Para pemilih di Timor Timur memilih seorang presiden dalam pemilihan antara mantan pejuang kemerdekaan.
Putaran kedua adalah antara Presiden petahana Francisco Guterres dan penantang Jose Ramos-Horta, dengan pemenang ditetapkan untuk menjabat pada 20 Mei, peringatan pemulihan kemerdekaan Timor Timur.
“Saya menyerukan kepada orang-orang untuk menerima apa pun hasil pemilihan ini dengan bijak,” ungkap Presiden petahana Francisco “Lu Olo” Guterres pada hari Selasa, seperti dilansir dari TRTWorld, Selasa (19/4).
Sementara itu, pemenang Hadiah Nobel Perdamaian Jose Ramos-Horta memimpin dalam pemilihan putaran pertama tetapi gagal melebihi 50 persen suara dan menghindari putaran kedua.
Ramos-Horta memperoleh 46,6 persen, Guterres meraih 22,1 persen dan sisa terbagi dalam 14 kandidat lainnya pada pemilihan 19 Maret.
Ramos-Horta, 72, dan Guterres, 67, adalah tokoh perlawanan selama pendudukan Indonesia di Timor Timur.
Lebih dari 76 persen suara bulan lalu diberikan kepada tokoh-tokoh era perlawanan.

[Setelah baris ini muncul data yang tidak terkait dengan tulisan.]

//! Logging setup shared by the library's consumers
//!
//! Supports text, JSON and pretty output on stderr, with the filter taken
//! from `RUST_LOG` when set.
//!
//! # Examples
//!
//! ```no_run
//! use libpointbook::logging::{LoggingConfig, LogFormat};
//!
//! LoggingConfig::new(LogFormat::Json, "info".to_string(), false).init();
//!
//! // Or honour POINTBOOK_LOG_FORMAT / POINTBOOK_LOG_LEVEL
//! libpointbook::logging::init_default();
//! ```

use std::str::FromStr;

/// Shape of the lines written to stderr
#[derive(Debug, Clone, Copy, PartialEq, Eq)]
pub enum LogFormat {
    Text,
    /// One JSON object per event
    Json,
    Pretty,
}

impl LogFormat {
    pub const ALL: [LogFormat; 3] = [LogFormat::Text, LogFormat::Json, LogFormat::Pretty];

    pub fn as_str(self) -> &'static str {
        match self {
            LogFormat::Text => "text",
            LogFormat::Json => "json",
            LogFormat::Pretty => "pretty",
        }
    }
}

impl FromStr for LogFormat {
    type Err = String;

    fn from_str(s: &str) -> Result<Self, Self::Err> {
        Self::ALL
            .into_iter()
            .find(|format| format.as_str().eq_ignore_ascii_case(s.trim()))
            .ok_or_else(|| {
                let names: Vec<&str> = Self::ALL.iter().map(|f| f.as_str()).collect();
                format!("Invalid log format: '{}'. Expected one of: {}", s, names.join(", "))
            })
    }
}

impl std::fmt::Display for LogFormat {
    fn fmt(&self, f: &mut std::fmt::Formatter<'_>) -> std::fmt::Result {
        f.write_str(self.as_str())
    }
}

/// Configuration for logging initialization
pub struct LoggingConfig {
    pub format: LogFormat,
    pub level: String,
    pub verbose: bool,
}

impl LoggingConfig {
    /// * `format` - Log output format (text, json, or pretty)
    /// * `level` - Minimum log level (error, warn, info, debug, trace)
    /// * `verbose` - If true, defaults to debug level
    pub fn new(format: LogFormat, level: String, verbose: bool) -> Self {
        Self {
            format,
            level,
            verbose,
        }
    }

    fn filter(&self) -> tracing_subscriber::EnvFilter {
        use tracing_subscriber::EnvFilter;

        let fallback = if self.verbose { "debug" } else { self.level.as_str() };
        EnvFilter::try_from_default_env().unwrap_or_else(|_| EnvFilter::new(fallback))
    }

    /// Install the global subscriber
    ///
    /// Calling this twice is harmless: the second subscriber is dropped.
    pub fn init(&self) {
        let filter = self.filter();

        let result = match self.format {
            LogFormat::Json => tracing_subscriber::fmt()
                .json()
                .with_env_filter(filter)
                .with_writer(std::io::stderr)
                .with_current_span(true)
                .flatten_event(true)
                .with_target(true)
                .try_init(),
            LogFormat::Pretty => tracing_subscriber::fmt()
                .pretty()
                .with_env_filter(filter)
                .with_writer(std::io::stderr)
                .with_target(true)
                .with_line_number(true)
                .with_file(true)
                .try_init(),
            LogFormat::Text => tracing_subscriber::fmt()
                .with_env_filter(filter)
                .with_writer(std::io::stderr)
                .with_target(false)
                .with_level(true)
                .try_init(),
        };

        if result.is_err() {
            tracing::debug!("Logging already initialized");
        }
    }
}

/// Initialize logging with default settings
///
/// Respects `POINTBOOK_LOG_FORMAT` and `POINTBOOK_LOG_LEVEL`. Falls back to
/// text format at `warn` level.
pub fn init_default() {
    from_env(false).init();
}

/// Logging settings from the environment, with `verbose` forcing debug
pub fn from_env(verbose: bool) -> LoggingConfig {
    let format = std::env::var("POINTBOOK_LOG_FORMAT")
        .ok()
        .and_then(|s| s.parse().ok())
        .unwrap_or(LogFormat::Text);

    let level = std::env::var("POINTBOOK_LOG_LEVEL").unwrap_or_else(|_| "warn".to_string());

    LoggingConfig::new(format, level, verbose)
}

Hal tersebut menunjukkan betapa mereka mendominasi politik setelah dua dekade meskipun suara-suara yang lebih muda muncul.
Kelumpuhan Politik
Ramos-Horta, presiden Timor Leste dari 2007 hingga 2012, dan Guterres, telah saling menyalahkan selama bertahun-tahun kelumpuhan politik.
Pada tahun 2018, Guterres menolak untuk mengambil sumpah sembilan calon Kabinet dari Kongres Nasional Rekonstruksi Timor Timur, yang dikenal sebagai CNRT.
Partai tersebut, yang dipimpin oleh mantan perdana menteri dan pemimpin kemerdekaan Xanana Gusmao, mendukung pencalonan Ramos-Horta sebagai presiden.
Guterres berasal dari Front Revolusioner untuk Timor Timur Merdeka, yang dikenal dengan akronim lokal Fretilin, yang telah memimpin perlawanan terhadap pemerintahan Indonesia.
Fretilin mengatakan Ramos-Horta tidak layak menjadi presiden, menuduhnya menyebabkan krisis sebagai perdana menteri pada 2006, ketika puluhan orang terbunuh ketika persaingan politik berubah menjadi konflik terbuka di jalan-jalan Dili.